Silverman ist es immer darum gegangen, in künstlerischen und filmischen Arbeiten Potenziale der Umkehrung von Blick- und damit von Machtverhältnissen auszumachen. Die Frage, die sie nun an die Bilder richtet, könnte man so fassen: Wie lässt sich im Schatten von Krieg und Terror ein gewaltförmiger, zurückweisender, vernichtender Blick in einen der Anerkennung umwenden? Silverman findet hierfür in einem zweiten, «now» überschrieben, Teil ihres Buches drei, allerdings ziemlich heterogene, Beispiele: Terrence Malicks Thin RedLine (1998), in dem soldatische Blicke, alles Heroische abstreifend, sich in sehnsuchtsvolle, verstreute und streunende wandeln. Außerdem ein Projekt des Künstlers James Coleman, das sich wiederum mit Leonardo da Vinci beschäftigt und zwar weniger, um einmal mehr dessen Unsterblichkeit zu untermauern, sondern um die sowohl symbolische als auch sehr materielle Selbstauflösung, die Leonardos Werk gewissermaßen vom Beginn seiner Fertigstellung an erfasst habe, sichtbar werden zu lassen.
Betty Meinhof
In einer Lektüre von Gerhard Richters Stammheim-Zyklus 18. Oktober 1977 (1988) kulminiert schließlich Silvermans Studie. Während sich Richter in den 70er Jahren an einem recht zynischen Projekt abgearbeitet hatte, in dem er versuchte, KZ-Bilder mit pornografischen zu parallelisieren – tatsächlich möchte man solche Analogiebildungen nicht sehen müssen – sei es ihm laut Silverman im Durchlaufen biografischer Ereignisse gelungen, sich als Teil der deutschen Geschichte und nicht als ihr unbeteiligter Beobachter zu verstehen: In Betty (1977), einem Gemälde, das Richters Tochter zeigt, erkennt Silverman eine Totenfotografie Ulrike Meinhofs wieder, wie sie umgekehrt im Stammheim-Zyklus Gudrun Ensslin als Schulmädchen verkörpert sieht. Mit Benjamin gesprochen, blitzt hier das Vergangene im Jetzt auf, oder auch das Andere im Eigenen. In Betty, das auch das Coverbild von Flesh of My Flesh abgibt, kondensiert die orpheische Blickkonstellation: Wer schaut hier wen an, wer wendet sich von wem ab und wem zu? Für Silverman ist das eine Frage der Analogie, nicht zuletzt der medialen: Die Fotografie scheint hier schließlich ein besonderes Verhältnis zum Vergangenen zu unterhalten.

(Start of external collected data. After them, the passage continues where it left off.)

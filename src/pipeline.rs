use std::path::Path;

use crate::audio::decode::{self, AudioConfig, Waveform};
use crate::audio::pitch::{self, DetectorConfig};
use crate::audio::tempo;
use crate::cancel::CancelToken;
use crate::error::PipelineError;
use crate::progress::{ProgressSink, Stage};
use crate::sheet::encode::{build_sheet, SheetDoc, SheetMeta};
use crate::sheet::quantize::{self, QuantizerConfig};
use crate::sheet::segment::{self, SegmenterConfig};

/// Everything a single conversion needs beyond the audio itself.
///
/// `name`, `author` and `transcribed_by` fall back to the source file
/// stem (for `name`) and the tool defaults when unset. `bpm` skips tempo
/// estimation when given.
#[derive(Debug, Clone, Default)]
pub struct ConvertOptions {
    pub audio: AudioConfig,
    pub detector: DetectorConfig,
    pub quantizer: QuantizerConfig,
    pub segmenter: SegmenterConfig,
    pub name: Option<String>,
    pub author: Option<String>,
    pub transcribed_by: Option<String>,
    pub bpm: Option<u32>,
}

/// Convert an audio file on disk.
pub fn convert_path(
    path: &Path,
    opts: &ConvertOptions,
    cancel: &CancelToken,
    progress: &dyn ProgressSink,
) -> Result<SheetDoc, PipelineError> {
    ensure_live(cancel)?;
    let waveform = decode::load_path(path, &opts.audio)?;
    let stem = path.file_stem().and_then(|s| s.to_str());
    run(waveform, stem, opts, cancel, progress)
}

/// Convert an in-memory encoded audio stream.
pub fn convert_bytes(
    bytes: Vec<u8>,
    extension: Option<&str>,
    opts: &ConvertOptions,
    cancel: &CancelToken,
    progress: &dyn ProgressSink,
) -> Result<SheetDoc, PipelineError> {
    ensure_live(cancel)?;
    let waveform = decode::load_bytes(bytes, extension, &opts.audio)?;
    run(waveform, None, opts, cancel, progress)
}

/// Convert already-decoded mono PCM.
pub fn convert_samples(
    samples: Vec<f32>,
    sample_rate: u32,
    opts: &ConvertOptions,
    cancel: &CancelToken,
    progress: &dyn ProgressSink,
) -> Result<SheetDoc, PipelineError> {
    ensure_live(cancel)?;
    let waveform = decode::from_samples(samples, sample_rate, &opts.audio)?;
    run(waveform, None, opts, cancel, progress)
}

fn run(
    waveform: Waveform,
    source_name: Option<&str>,
    opts: &ConvertOptions,
    cancel: &CancelToken,
    progress: &dyn ProgressSink,
) -> Result<SheetDoc, PipelineError> {
    if waveform.samples.is_empty() {
        return Err(PipelineError::EmptyAudio);
    }
    stage_done(
        progress,
        Stage::Load,
        format!(
            "{:.1}s of audio at {} Hz",
            waveform.duration_secs(),
            waveform.sample_rate
        ),
    );

    ensure_live(cancel)?;
    let track = pitch::detect(&waveform, &opts.detector, cancel)?;
    let voiced = track.iter().filter(|e| e.frequency.is_some()).count();
    stage_done(
        progress,
        Stage::DetectPitch,
        format!("{voiced}/{} voiced frames", track.len()),
    );

    ensure_live(cancel)?;
    let frames = quantize::quantize(&track, &opts.quantizer);
    let mapped = frames.iter().filter(|f| f.key.is_some()).count();
    stage_done(
        progress,
        Stage::Quantize,
        format!("{mapped} frames on the keyboard"),
    );

    ensure_live(cancel)?;
    let frame_period = opts.detector.hop_length as f32 / waveform.sample_rate as f32;
    let events = segment::merge_runs(&frames, frame_period, &opts.segmenter);
    let event_count = events.len();
    let groups = segment::group_chords(events, &opts.segmenter);
    stage_done(
        progress,
        Stage::Segment,
        format!("{event_count} events in {} groups", groups.len()),
    );

    if groups.is_empty() {
        return Err(PipelineError::NoPitchedContent);
    }

    ensure_live(cancel)?;
    let bpm = match opts.bpm {
        Some(bpm) => bpm,
        None => tempo::estimate_bpm(&waveform).round() as u32,
    };
    let defaults = SheetMeta::default();
    let meta = SheetMeta {
        name: opts
            .name
            .clone()
            .or_else(|| source_name.map(str::to_string))
            .unwrap_or(defaults.name),
        author: opts.author.clone().unwrap_or(defaults.author),
        transcribed_by: opts.transcribed_by.clone().unwrap_or(defaults.transcribed_by),
        bpm,
    };
    let doc = build_sheet(&meta, &groups);
    stage_done(progress, Stage::Encode, format!("{} notes", doc.note_count()));

    Ok(doc)
}

fn stage_done(progress: &dyn ProgressSink, stage: Stage, detail: String) {
    log::info!("Stage {} done: {}", stage, detail);
    progress.stage_complete(stage, stage.percent_complete(), &detail);
}

fn ensure_live(cancel: &CancelToken) -> Result<(), PipelineError> {
    if cancel.is_cancelled() {
        return Err(PipelineError::Cancelled);
    }
    Ok(())
}
use rustfft::{num_complex::Complex, FftPlanner};

use crate::audio::decode::Waveform;

const FFT_SIZE: usize = 2048;
const HOP_SIZE: usize = 1024;

pub const DEFAULT_BPM: f32 = 120.0;

/// Estimate tempo in beats per minute from spectral-flux onsets. Anything
/// unusable falls back to [`DEFAULT_BPM`]; this only seeds the sheet header.
pub fn estimate_bpm(waveform: &Waveform) -> f32 {
    let onsets = onset_times(&waveform.samples, waveform.sample_rate);
    let bpm = tempo_from_onsets(&onsets);
    log::info!("Tempo estimate: {:.1} BPM from {} onsets", bpm, onsets.len());
    bpm
}

fn onset_times(samples: &[f32], sample_rate: u32) -> Vec<f32> {
    if samples.len() < FFT_SIZE {
        return Vec::new();
    }

    let mut planner = FftPlanner::<f32>::new();
    let fft = planner.plan_fft_forward(FFT_SIZE);
    let hann = hann_window(FFT_SIZE);

    let mut prev_magnitudes = vec![0.0f32; FFT_SIZE / 2];
    let mut flux_values: Vec<(f32, f32)> = Vec::new(); // (time, flux)

    let mut pos = 0;
    while pos + FFT_SIZE <= samples.len() {
        let mut buffer: Vec<Complex<f32>> = samples[pos..pos + FFT_SIZE]
            .iter()
            .enumerate()
            .map(|(i, &s)| Complex::new(s * hann[i], 0.0))
            .collect();
        fft.process(&mut buffer);

        let magnitudes: Vec<f32> = buffer[..FFT_SIZE / 2].iter().map(|c| c.norm()).collect();

        let flux: f32 = magnitudes
            .iter()
            .zip(prev_magnitudes.iter())
            .map(|(cur, prev)| (cur - prev).max(0.0))
            .sum();

        flux_values.push((pos as f32 / sample_rate as f32, flux));
        prev_magnitudes = magnitudes;
        pos += HOP_SIZE;
    }

    pick_onsets(&flux_values)
}

/// Flux peaks that clear a local adaptive threshold, at least 100ms apart.
fn pick_onsets(flux_values: &[(f32, f32)]) -> Vec<f32> {
    if flux_values.is_empty() {
        return Vec::new();
    }

    let window = 20;
    let mut onsets = Vec::new();

    for i in 0..flux_values.len() {
        let start = i.saturating_sub(window);
        let end = (i + window + 1).min(flux_values.len());
        let local_mean: f32 =
            flux_values[start..end].iter().map(|(_, f)| f).sum::<f32>() / (end - start) as f32;

        let threshold = local_mean * 1.5 + 0.01;

        if flux_values[i].1 > threshold {
            let is_peak = (i == 0 || flux_values[i].1 >= flux_values[i - 1].1)
                && (i == flux_values.len() - 1 || flux_values[i].1 >= flux_values[i + 1].1);

            let far_enough = onsets
                .last()
                .map_or(true, |&last: &f32| flux_values[i].0 - last > 0.1);

            if is_peak && far_enough {
                onsets.push(flux_values[i].0);
            }
        }
    }

    onsets
}

fn tempo_from_onsets(onsets: &[f32]) -> f32 {
    if onsets.len() < 2 {
        return DEFAULT_BPM;
    }

    let intervals: Vec<f32> = onsets.windows(2).map(|w| w[1] - w[0]).collect();

    // 60-200 BPM corresponds to 0.3-1.0s between beats.
    let reasonable: Vec<f32> = intervals
        .iter()
        .copied()
        .filter(|&i| (0.3..=1.0).contains(&i))
        .collect();

    if reasonable.is_empty() {
        return DEFAULT_BPM;
    }

    let median_interval = {
        let mut sorted = reasonable;
        sorted.sort_by(|a, b| a.total_cmp(b));
        sorted[sorted.len() / 2]
    };

    60.0 / median_interval
}

fn hann_window(size: usize) -> Vec<f32> {
    (0..size)
        .map(|i| 0.5 * (1.0 - (2.0 * std::f32::consts::PI * i as f32 / (size - 1) as f32).cos()))
        .collect()
}

#[cfg(test)]
mod tests {
    use super::*;

    fn click_track(interval_secs: f32, total_secs: f32, sample_rate: u32) -> Waveform {
        let n = (sample_rate as f32 * total_secs) as usize;
        let mut samples = vec![0.0f32; n];
        let step = (sample_rate as f32 * interval_secs) as usize;
        let mut pos = 0;
        while pos + 64 < n {
            for i in 0..64 {
                samples[pos + i] = 0.9 * (1.0 - i as f32 / 64.0);
            }
            pos += step;
        }
        Waveform {
            samples,
            sample_rate,
        }
    }

    #[test]
    fn short_input_falls_back_to_default() {
        let waveform = Waveform {
            samples: vec![0.0; 512],
            sample_rate: 22050,
        };
        assert_eq!(estimate_bpm(&waveform), DEFAULT_BPM);
    }

    #[test]
    fn steady_clicks_land_near_their_tempo() {
        // Two clicks per second, so 120 BPM up to hop quantization.
        let waveform = click_track(0.5, 8.0, 22050);
        let bpm = estimate_bpm(&waveform);
        assert!((100.0..140.0).contains(&bpm), "estimated {bpm} BPM");
    }

    #[test]
    fn too_fast_onsets_fall_back_to_default() {
        // 120ms intervals sit below the plausible beat range even after
        // the refractory gap merges neighbouring onsets.
        let waveform = click_track(0.12, 4.0, 22050);
        assert_eq!(estimate_bpm(&waveform), DEFAULT_BPM);
    }

    #[test]
    fn silence_has_no_onsets() {
        let waveform = Waveform {
            samples: vec![0.0; 22050 * 4],
            sample_rate: 22050,
        };
        assert_eq!(estimate_bpm(&waveform), DEFAULT_BPM);
    }
}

Silvermans Buch ist selbst sehr analogisch gebaut. Der Text und die in ihn eingelassenen Bilder werfen Blicke vor und zurück, spüren Ähnlichkeiten und Verwandtschaften auf. Man mag dieses Flüstern und Schauen, dass das Buch so einnehmend entfaltet, gar nicht stören. Aber einige Fragen drängen sich am Ende doch auf: Zum Beispiel die nach der Auswahl der Gegenwartskünstler: Malick, Coleman, Richter – ist deren kunst- bzw. filmhistorischer Rang nicht bereits von allen möglichen Seiten her abgesichert worden? Wo wäre aber heute zum Beispiel eine Lou Andreas-Salomé zu finden? Und warum taucht im Richter-Kapitel, gerade wenn es um Beziehungsgeschichten geht, Isa Genzken nicht auf? Zumal deren Arbeiten – man denke zum Beispiel an die skulpturalen Portraits ihrer Freunde – so deutlich um Analogien und Verwandtschaften kreisen. Wie symbolisch – oder vielleicht doch konkret? – sind Geschlechterpositionen und Verwandtschaftsverhältnisse bei Silverman eigentlich zu verstehen? Auch die Konzeptualisierung der Fotografie als Medium der Analogie schlechthin provoziert Fragen. Bleibt doch etwas diffus, was genau gemeint ist – Abbildhaftigkeit oder ein Barthesscher Moment der Berührung? Nun, man kann diese Fragen aufschieben und an das nächste Buch richten. Silverman hat es bereits angekündigt, es soll von der Fotografie in den ersten zwei Jahrzehnten nach ihrer Erfindung handeln. Also noch einmal: Sich umwenden und zurückschauen.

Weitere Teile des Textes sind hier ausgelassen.